Superadas as questões preliminares e prejudiciais, passo à análise do mérito.
MÉRITO
Presentes os pressupostos de existência e desenvolvimento válido do processo, bem como os requisitos para a entrega do provimento jurisdicional, sob essa premissa passo a analisar o mérito da demanda.
Dos elementos dos autos, nota-se que o cerne da questão, fática e de direito, resume-se na revisão contratual e na obrigação de fazer, consistente na conclusão de obras de infraestrutura, além de averiguar a responsabilidade civil da parte requerida a ensejar indenização por danos morais.
APLICAÇÃO DO CDC
Aplicam-se no caso em tela as normas previstas no Código de Defesa do Consumidor, a considerar o tipo de relação celebrada, pois a parte autora é a destinatária final do produto e serviço prestado pela empresa requerida, de modo que ocupa a posição de fornecedora, pelo exercício habitual e profissional de construção e comercialização de imóveis no mercado de consumo, art. 3 º, caput, e § 2º do CDC.

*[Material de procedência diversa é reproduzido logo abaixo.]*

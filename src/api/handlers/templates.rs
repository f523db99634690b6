//! Ad-hoc template rendering.

use axum::response::IntoResponse;
use axum::routing::post;
use axum::{Json, Router};

use crate::api::dto::{RenderTemplateRequest, RenderTemplateResponse};
use crate::app_state::AppState;
use crate::domain::template::render;

/// `POST /templates/render`: Render a template against a data map.
#[utoipa::path(
    post,
    path = "/api/v1/templates/render",
    tag = "Templates",
    summary = "Render a template",
    description = "Substitutes each {{identifier}} with its value from `data`. Unknown placeholders render empty and substituted values are never re-scanned.",
    request_body = RenderTemplateRequest,
    responses(
        (status = 200, description = "Rendered message", body = RenderTemplateResponse),
    )
)]
pub async fn render_template(Json(req): Json<RenderTemplateRequest>) -> impl IntoResponse {
    let message = render(&req.template, &req.substitutions());
    Json(RenderTemplateResponse { message })
}

/// Template routes.
pub fn routes() -> Router<AppState> {
    Router::new().route("/templates/render", post(render_template))
}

À luz do CDC e também do Código Civil, a parte contratante tem direito de revisar as cláusulas que se mostrem iníquas e abusivas, porquanto a doutrina e a jurisprudência há muito entendem que o princípio do pacta sunt servanda não mais se posta plenamente aplicável, mormente quando estão em litígio pessoas físicas de um lado e jurídicas do outro, com clara evidência de desequilíbrio entre as elas, dado a hipossuficiência das primeiras.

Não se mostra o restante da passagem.